Après les avoir refusés, Jean-Christophe Menu a visiblement décidé de publier les « projets trop frontalement proches de ce que l’on avait pu faire [4] » comme celui de Grégoire Carlé dont on imagine mal à quoi aurait ressemblé son travail s’il n’avait pas lu... Jean-Christophe Menu lui même. Même chose pour Mathias Picard [5], son feuilleton-réalité Jeanine et son dessin, très "emprunté". Il n’empêche, Jeanine est par ailleurs un personnage passionnant, et il sait la traiter avec une distance, une curiosité et une sensibilité tout à fait singulière.
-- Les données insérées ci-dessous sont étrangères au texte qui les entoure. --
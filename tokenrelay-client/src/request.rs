//! Outgoing request description.
//!
//! An [`ApiRequest`] is plain data: it can be inspected by the augmenter and
//! classifier, kept while a renewal is outstanding, and replayed verbatim.

use reqwest::Method;
use reqwest::header::{HeaderMap, HeaderName, HeaderValue};
use uuid::Uuid;

/// Transport channel a request travels on.
///
/// Both channels share the remote renewal endpoint and one refresh
/// coordinator; each keeps its own default headers.
#[derive(Debug, Clone, Copy, PartialEq, Eq, Hash)]
pub enum Channel {
    /// JSON request and response bodies.
    Json,
    /// `multipart/form-data` uploads.
    Multipart,
}

impl Channel {
    pub const ALL: [Channel; 2] = [Channel::Json, Channel::Multipart];

    pub fn as_str(&self) -> &'static str {
        match self {
            Self::Json => "json",
            Self::Multipart => "multipart",
        }
    }

    pub(crate) fn index(&self) -> usize {
        match self {
            Self::Json => 0,
            Self::Multipart => 1,
        }
    }
}

impl std::fmt::Display for Channel {
    fn fmt(&self, f: &mut std::fmt::Formatter<'_>) -> std::fmt::Result {
        f.write_str(self.as_str())
    }
}

/// One field of a multipart body.
#[derive(Debug, Clone, PartialEq, Eq)]
pub struct FormPart {
    pub name: String,
    pub value: FormValue,
}

#[derive(Debug, Clone, PartialEq, Eq)]
pub enum FormValue {
    Text(String),
    File {
        file_name: String,
        content_type: Option<String>,
        bytes: Vec<u8>,
    },
}

impl FormPart {
    pub fn text(name: impl Into<String>, value: impl Into<String>) -> Self {
        Self {
            name: name.into(),
            value: FormValue::Text(value.into()),
        }
    }

    pub fn file(name: impl Into<String>, file_name: impl Into<String>, bytes: Vec<u8>) -> Self {
        Self {
            name: name.into(),
            value: FormValue::File {
                file_name: file_name.into(),
                content_type: None,
                bytes,
            },
        }
    }

    /// Set the MIME type of a file part. No effect on text parts.
    pub fn with_content_type(mut self, mime: impl Into<String>) -> Self {
        if let FormValue::File { content_type, .. } = &mut self.value {
            *content_type = Some(mime.into());
        }
        self
    }
}

/// Request payload.
#[derive(Debug, Clone, Default, PartialEq)]
pub enum RequestBody {
    #[default]
    Empty,
    Json(serde_json::Value),
    Multipart(Vec<FormPart>),
}

/// A request as the client will send it, and as it will be replayed.
#[derive(Debug, Clone)]
pub struct ApiRequest {
    /// Correlates log lines for a request and its replay.
    pub id: Uuid,
    pub channel: Channel,
    pub method: Method,
    /// Path relative to the configured base URL, e.g. `/api/v1/courses`.
    pub path: String,
    pub query: Vec<(String, String)>,
    pub headers: HeaderMap,
    pub body: RequestBody,
    retried: bool,
}

impl ApiRequest {
    pub fn new(method: Method, path: impl Into<String>) -> Self {
        Self {
            id: Uuid::new_v4(),
            channel: Channel::Json,
            method,
            path: path.into(),
            query: Vec::new(),
            headers: HeaderMap::new(),
            body: RequestBody::Empty,
            retried: false,
        }
    }

    pub fn get(path: impl Into<String>) -> Self {
        Self::new(Method::GET, path)
    }

    pub fn post(path: impl Into<String>) -> Self {
        Self::new(Method::POST, path)
    }

    pub fn put(path: impl Into<String>) -> Self {
        Self::new(Method::PUT, path)
    }

    pub fn patch(path: impl Into<String>) -> Self {
        Self::new(Method::PATCH, path)
    }

    pub fn delete(path: impl Into<String>) -> Self {
        Self::new(Method::DELETE, path)
    }

    /// Send a JSON body on the JSON channel.
    pub fn with_json(mut self, body: serde_json::Value) -> Self {
        self.channel = Channel::Json;
        self.body = RequestBody::Json(body);
        self
    }

    /// Send a multipart body on the multipart channel.
    pub fn with_multipart(mut self, parts: Vec<FormPart>) -> Self {
        self.channel = Channel::Multipart;
        self.body = RequestBody::Multipart(parts);
        self
    }

    pub fn with_query(mut self, key: impl Into<String>, value: impl Into<String>) -> Self {
        self.query.push((key.into(), value.into()));
        self
    }

    pub fn with_header(mut self, name: HeaderName, value: HeaderValue) -> Self {
        self.headers.insert(name, value);
        self
    }

    /// Whether this request has already been replayed once after a renewal.
    pub fn is_retry(&self) -> bool {
        self.retried
    }

    /// Set the retry marker. Set before a replay is issued, never cleared.
    pub(crate) fn mark_retry(&mut self) {
        self.retried = true;
    }
}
On ne sait toujours pas où nous promènent François Gosselin et Thomas Henninger dans Lutte des Corps et Chute des classes, mais on aime bien se faire tirer sur la laisse comme ça, de temps à autre. Une chasse à courre au communiste, un dessin nerveux, un propos acide et de l’esprit suffisent pour l’instant à rendre leur feuilleton surréaliste intéressant, mais il n’est pas dit que ça dure. Notons que l’impression de ces pages en vert foncé sur papier gris, si elle est belle, ne facilite pas vraiment la lisibilité de ce récit un peu tortueux.
On retrouve avec bonheur Mazen Kerbaj [6] burlesque et poétique, et les « vétérans » de la structure, oubapiens [7] décomplexés : Anne Baraou et Jochen Gerner, caviardent allègrement, et élégamment une vieille histoire, écrite par Victor Mora [8], tandis que le sarcastique Etienne Lécroart continue d’étonner par son aisance.
A boire, à manger donc, dans ce bel objet remplissant sa mission première avec brio : nous donner une idée de ce qui se passe, de ce côté-ci de la Bande Dessinée, et peut-être mieux encore, de ce qui s’y passera à l’avenir.
(par Beatriz Capio)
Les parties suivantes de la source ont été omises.